La criticità maggiore viene individuata nella gestione della componente specialistica NBCR (Nucleare, Biologico, Chimico, Radiologico), la cui attivazione è stata tardiva a livello provinciale, sbloccandosi solo dopo giorni grazie all’intervento della Direzione Regionale della Campania. Questo ritardo ha costretto il personale ad operare nelle prime e delicate fasi dello smassamento, senza conoscere l’esatta natura chimica dei fumi e senza poter adottare immediatamente i protocolli di massima protezione necessari. Trattandosi di un sito di rifiuti industriali dalla composizione complessa, rimangono forti dubbi sulla presenza di ulteriori matrici pericolose, incluse scorie industriali tossiche o fibre di amianto, su cui non è stata ancora avviata alcuna indagine analitica mirata.
Il sindacato solleva il velo anche sulle procedure di bonifica del personale e dei mezzi, evidenziando come, nonostante l’esistenza di protocolli sulla creazione di percorsi sporco e pulito, sul campo la decontaminazione all’uscita dalla zona rossa sia di fatto inesistente. I mezzi di soccorso rientrano nelle caserme gravati dalle polveri del rogo senza essere sanificati, mentre maschere e autorespiratori contaminati verrebbero trasportati su veicoli ordinari senza alcun isolamento.

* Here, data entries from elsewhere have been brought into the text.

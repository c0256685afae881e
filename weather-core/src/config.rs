use anyhow::{Context, Result, anyhow};
use directories::ProjectDirs;
use serde::{Deserialize, Serialize};
use std::{
    collections::BTreeMap,
    fs,
    path::{Path, PathBuf},
    time::Duration,
};

use crate::{model::Location, provider::ProviderId};

/// Configuration for a single provider (e.g., API key).
#[derive(Debug, Clone, Serialize, Deserialize)]
pub struct ProviderConfig {
    pub api_key: String,
}

#[derive(Debug, Clone, Serialize, Deserialize)]
pub struct HttpConfig {
    #[serde(default = "default_timeout")]
    pub timeout_secs: u64,
}

const fn default_timeout() -> u64 {
    30
}

impl Default for HttpConfig {
    fn default() -> Self {
        Self {
            timeout_secs: default_timeout(),
        }
    }
}

impl HttpConfig {
    pub fn timeout(&self) -> Duration {
        Duration::from_secs(self.timeout_secs)
    }
}

/// Top-level configuration stored on disk.
#[derive(Debug, Clone, Serialize, Deserialize, Default)]
pub struct Config {
    /// Optional default provider id, e.g. "openweathermap" or "weatherbit".
    pub default_provider: Option<String>,

    /// Example TOML:
    /// [providers.openweathermap]
    /// api_key = "..."
    #[serde(default)]
    pub providers: BTreeMap<String, ProviderConfig>,

    /// Location used when none is given on the command line.
    pub location: Option<Location>,

    #[serde(default)]
    pub http: HttpConfig,
}

impl Config {
    /// Return the default provider as a strongly-typed ProviderId.
    pub fn default_provider_id(&self) -> Result<ProviderId> {
        let s = self.default_provider.as_ref().ok_or_else(|| {
            anyhow::anyhow!(
                "No default provider configured.\n\
                 Hint: run `weather configure <provider>` (e.g. `weather configure openweathermap`) first."
            )
        })?;

        ProviderId::try_from(s.as_str())
    }

    /// Store default provider as string.
    pub fn set_default_provider(&mut self, id: ProviderId) {
        self.default_provider = Some(id.as_str().to_string());
    }

    /// Load config from the platform location, or return an empty default if it doesn't exist yet.
    pub fn load() -> Result<Self> {
        Self::load_from(&Self::config_file_path()?)
    }

    pub fn load_from(path: &Path) -> Result<Self> {
        if !path.exists() {
            // First run: no config file, return empty.
            return Ok(Self::default());
        }

        let contents = fs::read_to_string(path)
            .with_context(|| format!("Failed to read config file: {}", path.display()))?;

        let cfg: Config = toml::from_str(&contents)
            .with_context(|| format!("Failed to parse config file: {}", path.display()))?;

        Ok(cfg)
    }

    /// Save config to the platform location, creating parent directories as needed.
    pub fn save(&self) -> Result<()> {
        self.save_to(&Self::config_file_path()?)
    }

    pub fn save_to(&self, path: &Path) -> Result<()> {
        if let Some(parent) = path.parent() {
            fs::create_dir_all(parent).with_context(|| {
                format!("Failed to create config directory: {}", parent.display())
            })?;
        }

        let toml =
            toml::to_string_pretty(self).context("Failed to serialize configuration to TOML")?;

        fs::write(path, toml)
            .with_context(|| format!("Failed to write config file: {}", path.display()))?;

        Ok(())
    }

    /// Path to the config file.
    pub fn config_file_path() -> Result<PathBuf> {
        let dirs = ProjectDirs::from("dev", "weather-collector", "weather")
            .ok_or_else(|| anyhow!("Could not determine platform config directory"))?;

        Ok(dirs.config_dir().join("config.toml"))
    }

    /// Convenience helper: set/replace a provider API key and optionally set default provider.
    pub fn upsert_provider_api_key(&mut self, provider_id: ProviderId, api_key: String) {
        self.providers
            .insert(provider_id.as_str().to_string(), ProviderConfig { api_key });

        if self.default_provider.is_none() {
            self.default_provider = Some(provider_id.to_string());
        }
    }

    /// Returns API key for a provider, if present.
    pub fn provider_api_key(&self, provider_id: ProviderId) -> Option<&str> {
        self.providers
            .get(provider_id.as_str())
            .map(|cfg| cfg.api_key.as_str())
    }

    /// Like [`Config::provider_api_key`], with a hint on how to fix a missing key.
    pub fn require_api_key(&self, provider_id: ProviderId) -> Result<&str> {
        self.provider_api_key(provider_id).ok_or_else(|| {
            anyhow!(
                "No API key configured for provider '{provider_id}'.\n\
                 Hint: run `weather configure {provider_id}` and enter your API key."
            )
        })
    }

    pub fn is_provider_configured(&self, provider_id: ProviderId) -> bool {
        self.provider_api_key(provider_id).is_some()
    }
}

#[cfg(test)]
mod tests {
    use super::*;
    use crate::provider::ProviderId;

    #[test]
    fn default_provider_id_errors_when_not_set() {
        let cfg = Config::default();
        let err = cfg.default_provider_id().unwrap_err();

        assert!(err.to_string().contains("No default provider configured"));
    }

    #[test]
    fn set_api_key_and_default_for_provider() {
        let mut cfg = Config::default();

        cfg.upsert_provider_api_key(ProviderId::OpenWeatherMap, "OPEN_KEY".into());

        let default = cfg.default_provider_id().expect("default provider must exist");
        assert_eq!(default, ProviderId::OpenWeatherMap);

        let key = cfg.provider_api_key(ProviderId::OpenWeatherMap);
        assert_eq!(key, Some("OPEN_KEY"));
        assert!(cfg.is_provider_configured(ProviderId::OpenWeatherMap));
    }

    #[test]
    fn upsert_does_not_override_existing_default() {
        let mut cfg = Config::default();

        cfg.upsert_provider_api_key(ProviderId::OpenWeatherMap, "OPEN_KEY".into());
        cfg.upsert_provider_api_key(ProviderId::Weatherbit, "BIT_KEY".into());

        let default = cfg.default_provider_id().expect("default provider must exist");

        assert_eq!(default, ProviderId::OpenWeatherMap);
        assert!(cfg.is_provider_configured(ProviderId::Weatherbit));
        assert!(!cfg.is_provider_configured(ProviderId::DarkSky));
    }

    #[test]
    fn set_default_provider_overrides_default() {
        let mut cfg = Config::default();

        cfg.upsert_provider_api_key(ProviderId::OpenWeatherMap, "OPEN_KEY".into());
        cfg.set_default_provider(ProviderId::Weatherstack);

        let default = cfg.default_provider_id().expect("default provider must exist");
        assert_eq!(default, ProviderId::Weatherstack);
    }

    #[test]
    fn missing_api_key_has_hint() {
        let err = Config::default()
            .require_api_key(ProviderId::Apixu)
            .unwrap_err();
        assert!(err.to_string().contains("weather configure apixu"));
    }

    #[test]
    fn parses_toml_with_location_and_defaults() {
        let cfg: Config = toml::from_str(
            r#"
            default_provider = "darksky"

            [providers.darksky]
            api_key = "DS"

            [location]
            name = "Dresden"

            [location.coordinates]
            latitude = 51.05
            longitude = 13.74
            "#,
        )
        .unwrap();

        assert_eq!(cfg.default_provider_id().unwrap(), ProviderId::DarkSky);
        assert_eq!(cfg.provider_api_key(ProviderId::DarkSky), Some("DS"));
        let loc = cfg.location.unwrap();
        assert_eq!(loc.name.as_deref(), Some("Dresden"));
        assert_eq!(loc.coordinates.unwrap().latitude, 51.05);
        assert_eq!(cfg.http.timeout(), Duration::from_secs(30));
    }

    #[test]
    fn missing_file_yields_default() {
        let cfg = Config::load_from(Path::new("/nonexistent/weather/config.toml")).unwrap();
        assert!(cfg.default_provider.is_none());
        assert!(cfg.providers.is_empty());
    }
}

A questo si aggiunge uno scenario logistico precario, caratterizzato dall’assenza di un presidio medico fisso e dall’impossibilità per gli operatori di accedere ai servizi igienici di base al di fuori della nube tossica.

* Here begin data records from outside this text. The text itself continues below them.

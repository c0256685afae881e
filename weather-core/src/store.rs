//! Persistence contracts for canonical records, plus an in-memory backend.
//!
//! Relational and file backends live outside this crate; they implement
//! [`Store`] and [`Source`] the same way [`MemoryStore`] does.

use std::sync::RwLock;

use thiserror::Error;
use tracing::debug;

use crate::{
    model::{Forecast, ForecastMeta, Location, Weather, WeatherMeta},
    provider::ProviderId,
};

#[derive(Debug, Error)]
pub enum StoreError {
    #[error("location must identify a place")]
    EmptyLocation,

    #[error("store lock was poisoned")]
    Poisoned,

    #[error("storage backend failed: {0}")]
    Backend(String),
}

pub type StoreResult<T> = Result<T, StoreError>;

/// Write side: keeps what the parsers produced.
pub trait Store {
    fn save_current_weather(
        &self,
        provider: ProviderId,
        location: &Location,
        weather: &Weather,
    ) -> StoreResult<()>;

    fn save_forecast(
        &self,
        provider: ProviderId,
        location: &Location,
        forecast: &Forecast,
    ) -> StoreResult<()>;
}

/// Read side: hands stored records back, either whole or as timestamps only.
pub trait Source {
    fn get_current_weather(
        &self,
        provider: ProviderId,
        location: &Location,
    ) -> StoreResult<Vec<Weather>>;

    fn get_forecasts(&self, provider: ProviderId, location: &Location)
    -> StoreResult<Vec<Forecast>>;

    fn get_meta_current_weather(
        &self,
        provider: ProviderId,
        location: &Location,
    ) -> StoreResult<Vec<WeatherMeta>> {
        Ok(self
            .get_current_weather(provider, location)?
            .iter()
            .map(Weather::meta)
            .collect())
    }

    fn get_meta_forecasts(
        &self,
        provider: ProviderId,
        location: &Location,
    ) -> StoreResult<Vec<ForecastMeta>> {
        Ok(self
            .get_forecasts(provider, location)?
            .iter()
            .map(Forecast::meta)
            .collect())
    }
}

#[derive(Debug)]
struct Entry<T> {
    provider: ProviderId,
    location: Location,
    record: T,
}

#[derive(Debug, Default)]
struct Tables {
    weather: Vec<Entry<Weather>>,
    forecasts: Vec<Entry<Forecast>>,
}

/// Keeps records in insertion order, guarded by a lock so one instance can be
/// shared between threads.
#[derive(Debug, Default)]
pub struct MemoryStore {
    tables: RwLock<Tables>,
}

impl MemoryStore {
    pub fn new() -> Self {
        Self::default()
    }

    /// Every stored current weather record, with its provider and location.
    pub fn all_current_weather(&self) -> StoreResult<Vec<(ProviderId, Location, Weather)>> {
        let tables = self.tables.read().map_err(|_| StoreError::Poisoned)?;
        Ok(tables
            .weather
            .iter()
            .map(|e| (e.provider, e.location.clone(), e.record.clone()))
            .collect())
    }

    /// Every stored forecast, with its provider and location.
    pub fn all_forecasts(&self) -> StoreResult<Vec<(ProviderId, Location, Forecast)>> {
        let tables = self.tables.read().map_err(|_| StoreError::Poisoned)?;
        Ok(tables
            .forecasts
            .iter()
            .map(|e| (e.provider, e.location.clone(), e.record.clone()))
            .collect())
    }
}

fn select<T: Clone>(entries: &[Entry<T>], provider: ProviderId, location: &Location) -> Vec<T> {
    entries
        .iter()
        .filter(|e| e.provider == provider && e.location == *location)
        .map(|e| e.record.clone())
        .collect()
}

impl Store for MemoryStore {
    fn save_current_weather(
        &self,
        provider: ProviderId,
        location: &Location,
        weather: &Weather,
    ) -> StoreResult<()> {
        if location.is_empty() {
            return Err(StoreError::EmptyLocation);
        }
        let mut tables = self.tables.write().map_err(|_| StoreError::Poisoned)?;
        tables.weather.push(Entry {
            provider,
            location: location.clone(),
            record: weather.clone(),
        });
        debug!(%provider, %location, "stored current weather");
        Ok(())
    }

    fn save_forecast(
        &self,
        provider: ProviderId,
        location: &Location,
        forecast: &Forecast,
    ) -> StoreResult<()> {
        if location.is_empty() {
            return Err(StoreError::EmptyLocation);
        }
        let mut tables = self.tables.write().map_err(|_| StoreError::Poisoned)?;
        tables.forecasts.push(Entry {
            provider,
            location: location.clone(),
            record: forecast.clone(),
        });
        debug!(%provider, %location, points = forecast.data.len(), "stored forecast");
        Ok(())
    }
}

impl Source for MemoryStore {
    fn get_current_weather(
        &self,
        provider: ProviderId,
        location: &Location,
    ) -> StoreResult<Vec<Weather>> {
        let tables = self.tables.read().map_err(|_| StoreError::Poisoned)?;
        Ok(select(&tables.weather, provider, location))
    }

    fn get_forecasts(
        &self,
        provider: ProviderId,
        location: &Location,
    ) -> StoreResult<Vec<Forecast>> {
        let tables = self.tables.read().map_err(|_| StoreError::Poisoned)?;
        Ok(select(&tables.forecasts, provider, location))
    }
}

#[cfg(test)]
mod tests {
    use super::*;
    use chrono::{DateTime, Utc};

    fn weather_at(ts: i64) -> Weather {
        Weather {
            data_time: DateTime::from_timestamp(ts, 0),
            temperature_celsius: Some(1.0),
            ..Weather::default()
        }
        .with_request_time(Utc::now())
    }

    #[test]
    fn saves_and_reads_back_per_provider_and_location() {
        let store = MemoryStore::new();
        let berlin = Location::from_name("Berlin");
        let paris = Location::from_name("Paris");

        store
            .save_current_weather(ProviderId::Apixu, &berlin, &weather_at(1))
            .unwrap();
        store
            .save_current_weather(ProviderId::Apixu, &berlin, &weather_at(2))
            .unwrap();
        store
            .save_current_weather(ProviderId::DarkSky, &berlin, &weather_at(3))
            .unwrap();
        store
            .save_current_weather(ProviderId::Apixu, &paris, &weather_at(4))
            .unwrap();

        let stored = store.get_current_weather(ProviderId::Apixu, &berlin).unwrap();
        assert_eq!(stored.len(), 2);
        assert_eq!(stored[1].data_time, DateTime::from_timestamp(2, 0));

        let meta = store
            .get_meta_current_weather(ProviderId::Apixu, &paris)
            .unwrap();
        assert_eq!(meta.len(), 1);
        assert_eq!(meta[0].data_time, DateTime::from_timestamp(4, 0));
        assert!(meta[0].request_time.is_some());
        assert_eq!(store.all_current_weather().unwrap().len(), 4);
    }

    #[test]
    fn forecasts_round_trip_with_meta() {
        let store = MemoryStore::new();
        let loc = Location::from_id(42);
        let forecast = Forecast {
            data: vec![weather_at(1), weather_at(2)],
            ..Forecast::default()
        }
        .with_request_time(Utc::now());

        store
            .save_forecast(ProviderId::Weatherbit, &loc, &forecast)
            .unwrap();
        let stored = store.get_forecasts(ProviderId::Weatherbit, &loc).unwrap();
        assert_eq!(stored, vec![forecast.clone()]);

        let meta = store.get_meta_forecasts(ProviderId::Weatherbit, &loc).unwrap();
        assert_eq!(meta, vec![forecast.meta()]);
        assert!(store
            .get_forecasts(ProviderId::Weatherstack, &loc)
            .unwrap()
            .is_empty());
    }

    #[test]
    fn rejects_unidentified_location() {
        let store = MemoryStore::new();
        let err = store
            .save_current_weather(ProviderId::Apixu, &Location::default(), &Weather::default())
            .unwrap_err();
        assert!(matches!(err, StoreError::EmptyLocation));
    }
}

Richiamando gli obblighi formali in materia di sicurezza sul lavoro previsti dal Decreto Legislativo 81 del 2008, la FNS CISL di Benevento ha quindi formalmente diffidato il Comandante Provinciale, richiedendo con assoluta urgenza l’immediata operatività dei presidi di decontaminazione sul campo per personale e automezzi, la fornitura massiva e continua di filtri di protezione specifici contro i gas industriali, un piano di sorveglianza sanitaria straordinaria con esami tossicologici per tutto il personale, partendo dai casi già accertati, e campionamenti urgenti per accertare o escludere la presenza di fibre di amianto nel perimetro dell’incendio. Pur nella fermezza della presente diffida, la FNS CISL intende altresì riconoscere al Comandante Ing. Angelo Salvatore Capolongo la presenza assidua sul posto e le competenze professionali profuse in uno scenario operativo di particolare complessità e impatto, elementi che contribuiscono a mantenere un confronto istituzionale serio e rispettoso delle reciproche responsabilità.
Il senso del dovere dei Vigili del Fuoco è fuori discussione, concludono Falco e Parcesepe, ma nulla può giustificare il sacrificio della salute dei lavoratori: “ Proteggerci non è egoismo ma è la condizione necessaria per poter aiutare gli altri”.
In assenza di riscontri concreti e immediate, il sindacato tutelerà i colleghi adendo le vie legali presso gli organi di vigilanza e l’Autorità Giudiziaria.